[Exercise requirements] Copy out, from the data, each line containing the string "filename".

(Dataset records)
● ● ●

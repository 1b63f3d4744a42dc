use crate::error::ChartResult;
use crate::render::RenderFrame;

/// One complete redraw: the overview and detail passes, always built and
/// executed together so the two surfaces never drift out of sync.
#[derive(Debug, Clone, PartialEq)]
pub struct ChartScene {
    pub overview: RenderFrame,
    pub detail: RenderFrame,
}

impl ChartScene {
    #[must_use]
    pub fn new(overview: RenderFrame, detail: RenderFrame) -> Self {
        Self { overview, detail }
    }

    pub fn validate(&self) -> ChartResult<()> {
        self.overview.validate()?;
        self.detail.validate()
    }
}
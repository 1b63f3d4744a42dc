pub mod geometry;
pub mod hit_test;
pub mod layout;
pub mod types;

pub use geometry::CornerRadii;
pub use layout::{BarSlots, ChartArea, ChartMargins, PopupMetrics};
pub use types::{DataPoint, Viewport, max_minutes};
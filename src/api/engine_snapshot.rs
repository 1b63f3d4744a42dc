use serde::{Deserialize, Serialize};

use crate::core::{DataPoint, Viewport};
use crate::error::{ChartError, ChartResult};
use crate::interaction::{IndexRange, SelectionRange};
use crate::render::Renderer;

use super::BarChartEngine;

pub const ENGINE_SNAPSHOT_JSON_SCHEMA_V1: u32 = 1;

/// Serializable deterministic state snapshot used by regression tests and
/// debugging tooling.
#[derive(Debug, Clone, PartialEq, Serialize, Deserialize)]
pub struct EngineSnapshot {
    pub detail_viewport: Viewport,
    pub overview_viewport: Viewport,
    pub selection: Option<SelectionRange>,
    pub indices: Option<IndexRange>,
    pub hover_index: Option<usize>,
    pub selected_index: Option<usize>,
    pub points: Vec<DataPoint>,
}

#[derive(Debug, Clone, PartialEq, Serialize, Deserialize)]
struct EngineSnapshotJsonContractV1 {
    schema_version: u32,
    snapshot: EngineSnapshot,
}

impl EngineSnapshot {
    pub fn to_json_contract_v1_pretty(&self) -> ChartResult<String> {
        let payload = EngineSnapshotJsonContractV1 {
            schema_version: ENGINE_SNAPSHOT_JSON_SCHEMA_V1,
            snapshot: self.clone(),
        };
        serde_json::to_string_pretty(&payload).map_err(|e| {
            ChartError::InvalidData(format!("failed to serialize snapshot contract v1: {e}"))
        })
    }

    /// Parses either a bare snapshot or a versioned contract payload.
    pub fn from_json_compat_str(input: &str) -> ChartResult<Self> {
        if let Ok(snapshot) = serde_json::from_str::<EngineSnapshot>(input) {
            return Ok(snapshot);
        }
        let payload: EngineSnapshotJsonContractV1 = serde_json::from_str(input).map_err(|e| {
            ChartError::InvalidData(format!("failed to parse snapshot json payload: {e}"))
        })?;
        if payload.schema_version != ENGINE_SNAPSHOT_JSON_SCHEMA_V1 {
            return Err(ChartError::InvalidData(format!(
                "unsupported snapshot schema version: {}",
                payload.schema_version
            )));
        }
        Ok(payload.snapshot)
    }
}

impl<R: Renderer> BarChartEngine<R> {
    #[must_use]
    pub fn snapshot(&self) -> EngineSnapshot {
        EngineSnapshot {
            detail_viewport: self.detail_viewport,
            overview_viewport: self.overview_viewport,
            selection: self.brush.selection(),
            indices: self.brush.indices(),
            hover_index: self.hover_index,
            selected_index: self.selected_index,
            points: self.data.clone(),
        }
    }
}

● ● ●

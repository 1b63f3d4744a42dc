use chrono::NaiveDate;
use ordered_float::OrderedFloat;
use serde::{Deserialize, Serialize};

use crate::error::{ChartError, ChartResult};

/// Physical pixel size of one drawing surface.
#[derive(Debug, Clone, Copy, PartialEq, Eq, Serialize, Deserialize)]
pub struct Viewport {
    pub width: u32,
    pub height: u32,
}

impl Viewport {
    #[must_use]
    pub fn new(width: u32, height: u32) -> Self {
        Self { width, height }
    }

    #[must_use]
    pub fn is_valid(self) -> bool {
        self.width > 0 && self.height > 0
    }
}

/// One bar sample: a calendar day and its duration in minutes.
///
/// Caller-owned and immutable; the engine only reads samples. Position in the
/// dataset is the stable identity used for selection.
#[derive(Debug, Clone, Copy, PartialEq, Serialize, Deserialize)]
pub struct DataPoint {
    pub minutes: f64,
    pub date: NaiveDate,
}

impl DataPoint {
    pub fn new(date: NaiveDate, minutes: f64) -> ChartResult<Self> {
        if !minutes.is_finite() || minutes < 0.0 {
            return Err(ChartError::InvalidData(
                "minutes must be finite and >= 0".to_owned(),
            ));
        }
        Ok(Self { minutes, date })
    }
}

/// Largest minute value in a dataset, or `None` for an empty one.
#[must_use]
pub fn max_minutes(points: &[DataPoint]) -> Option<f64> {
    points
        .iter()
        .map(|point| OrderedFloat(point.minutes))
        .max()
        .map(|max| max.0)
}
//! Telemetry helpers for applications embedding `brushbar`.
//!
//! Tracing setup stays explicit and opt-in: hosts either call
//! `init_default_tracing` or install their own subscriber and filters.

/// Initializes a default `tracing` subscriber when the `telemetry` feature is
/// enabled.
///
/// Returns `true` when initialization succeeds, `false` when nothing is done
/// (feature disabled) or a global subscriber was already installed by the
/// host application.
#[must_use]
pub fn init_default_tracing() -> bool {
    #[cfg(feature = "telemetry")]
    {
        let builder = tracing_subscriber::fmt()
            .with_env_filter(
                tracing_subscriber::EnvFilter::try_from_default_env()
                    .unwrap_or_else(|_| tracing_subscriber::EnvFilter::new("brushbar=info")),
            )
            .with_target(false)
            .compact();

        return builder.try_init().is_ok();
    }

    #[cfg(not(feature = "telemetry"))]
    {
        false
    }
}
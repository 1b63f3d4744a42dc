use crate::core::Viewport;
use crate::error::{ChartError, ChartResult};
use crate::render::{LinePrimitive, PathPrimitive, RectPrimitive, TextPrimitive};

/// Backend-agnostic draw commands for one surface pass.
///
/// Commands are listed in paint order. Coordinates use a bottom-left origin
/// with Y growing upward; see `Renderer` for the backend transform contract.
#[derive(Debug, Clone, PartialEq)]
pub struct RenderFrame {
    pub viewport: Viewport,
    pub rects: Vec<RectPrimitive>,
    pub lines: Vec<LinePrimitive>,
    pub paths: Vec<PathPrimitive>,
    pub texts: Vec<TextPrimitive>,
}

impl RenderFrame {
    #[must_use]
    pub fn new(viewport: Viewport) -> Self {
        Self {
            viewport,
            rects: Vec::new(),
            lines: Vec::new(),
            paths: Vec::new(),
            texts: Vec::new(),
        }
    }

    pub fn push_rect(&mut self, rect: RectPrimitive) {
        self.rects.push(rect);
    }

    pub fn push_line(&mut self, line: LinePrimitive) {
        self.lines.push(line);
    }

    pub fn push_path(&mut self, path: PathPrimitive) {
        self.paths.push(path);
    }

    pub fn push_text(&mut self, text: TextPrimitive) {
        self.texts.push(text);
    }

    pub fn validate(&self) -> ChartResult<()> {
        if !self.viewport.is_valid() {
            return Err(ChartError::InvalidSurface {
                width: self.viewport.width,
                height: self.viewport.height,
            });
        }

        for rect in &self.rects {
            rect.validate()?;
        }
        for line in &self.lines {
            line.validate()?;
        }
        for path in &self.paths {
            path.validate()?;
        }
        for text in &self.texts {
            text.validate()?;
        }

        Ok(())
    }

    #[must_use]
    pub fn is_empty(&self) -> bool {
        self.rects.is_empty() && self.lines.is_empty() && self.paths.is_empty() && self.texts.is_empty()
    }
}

● ● ●

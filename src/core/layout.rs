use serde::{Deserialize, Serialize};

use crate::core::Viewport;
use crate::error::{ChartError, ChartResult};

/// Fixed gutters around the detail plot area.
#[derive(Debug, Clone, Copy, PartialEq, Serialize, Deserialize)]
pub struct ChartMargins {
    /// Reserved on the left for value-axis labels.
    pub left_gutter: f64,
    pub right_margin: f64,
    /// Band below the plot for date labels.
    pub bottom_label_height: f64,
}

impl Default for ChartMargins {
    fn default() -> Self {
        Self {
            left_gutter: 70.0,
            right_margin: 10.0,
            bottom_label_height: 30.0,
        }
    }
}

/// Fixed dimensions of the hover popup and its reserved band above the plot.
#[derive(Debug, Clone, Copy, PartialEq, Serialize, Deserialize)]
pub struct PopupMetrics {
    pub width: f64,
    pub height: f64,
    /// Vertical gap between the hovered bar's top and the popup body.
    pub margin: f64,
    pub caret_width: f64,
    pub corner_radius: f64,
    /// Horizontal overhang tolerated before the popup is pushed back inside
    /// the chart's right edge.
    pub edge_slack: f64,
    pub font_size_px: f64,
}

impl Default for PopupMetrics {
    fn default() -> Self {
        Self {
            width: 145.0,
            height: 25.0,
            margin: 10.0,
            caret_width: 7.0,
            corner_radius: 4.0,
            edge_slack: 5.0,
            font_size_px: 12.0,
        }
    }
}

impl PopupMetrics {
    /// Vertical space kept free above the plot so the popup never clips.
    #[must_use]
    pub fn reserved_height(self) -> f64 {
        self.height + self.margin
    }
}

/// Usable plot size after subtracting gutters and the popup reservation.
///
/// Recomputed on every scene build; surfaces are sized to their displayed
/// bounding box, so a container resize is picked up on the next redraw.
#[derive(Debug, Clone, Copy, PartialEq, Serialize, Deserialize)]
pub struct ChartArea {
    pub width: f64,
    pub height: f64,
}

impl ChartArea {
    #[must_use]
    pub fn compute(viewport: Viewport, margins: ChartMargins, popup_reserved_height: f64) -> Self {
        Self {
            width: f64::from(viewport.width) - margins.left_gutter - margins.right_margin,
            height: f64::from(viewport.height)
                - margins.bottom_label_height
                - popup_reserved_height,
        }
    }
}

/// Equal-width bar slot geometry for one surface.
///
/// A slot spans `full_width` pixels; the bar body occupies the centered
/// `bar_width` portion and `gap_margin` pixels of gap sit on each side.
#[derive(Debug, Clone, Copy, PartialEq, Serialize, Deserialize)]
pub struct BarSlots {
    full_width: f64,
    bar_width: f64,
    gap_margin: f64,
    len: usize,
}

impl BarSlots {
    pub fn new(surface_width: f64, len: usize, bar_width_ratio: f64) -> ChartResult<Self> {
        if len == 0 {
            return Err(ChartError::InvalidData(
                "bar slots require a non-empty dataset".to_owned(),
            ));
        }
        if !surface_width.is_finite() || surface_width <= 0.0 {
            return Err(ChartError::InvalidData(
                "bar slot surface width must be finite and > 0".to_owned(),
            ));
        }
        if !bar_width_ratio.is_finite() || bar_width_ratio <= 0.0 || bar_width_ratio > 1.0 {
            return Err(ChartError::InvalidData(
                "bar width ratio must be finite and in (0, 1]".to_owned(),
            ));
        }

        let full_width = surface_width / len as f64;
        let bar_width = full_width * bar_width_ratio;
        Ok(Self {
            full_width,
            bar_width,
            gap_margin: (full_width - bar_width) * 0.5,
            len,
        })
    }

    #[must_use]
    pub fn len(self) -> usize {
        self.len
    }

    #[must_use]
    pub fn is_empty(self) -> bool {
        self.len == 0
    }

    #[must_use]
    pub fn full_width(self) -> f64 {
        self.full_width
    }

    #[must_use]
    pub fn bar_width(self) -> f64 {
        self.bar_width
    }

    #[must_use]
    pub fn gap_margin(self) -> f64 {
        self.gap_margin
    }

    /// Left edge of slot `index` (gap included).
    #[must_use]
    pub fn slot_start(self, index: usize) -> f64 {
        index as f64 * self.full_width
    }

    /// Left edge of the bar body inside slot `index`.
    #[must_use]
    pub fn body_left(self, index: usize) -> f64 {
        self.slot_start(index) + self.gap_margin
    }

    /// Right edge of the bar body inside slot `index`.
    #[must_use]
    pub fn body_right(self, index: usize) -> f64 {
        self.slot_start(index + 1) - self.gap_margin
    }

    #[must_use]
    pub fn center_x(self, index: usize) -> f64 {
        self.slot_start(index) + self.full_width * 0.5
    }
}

● ● ●

[Written response]
filename src/api/engine_snapshot.rs
filename src/core/layout.rs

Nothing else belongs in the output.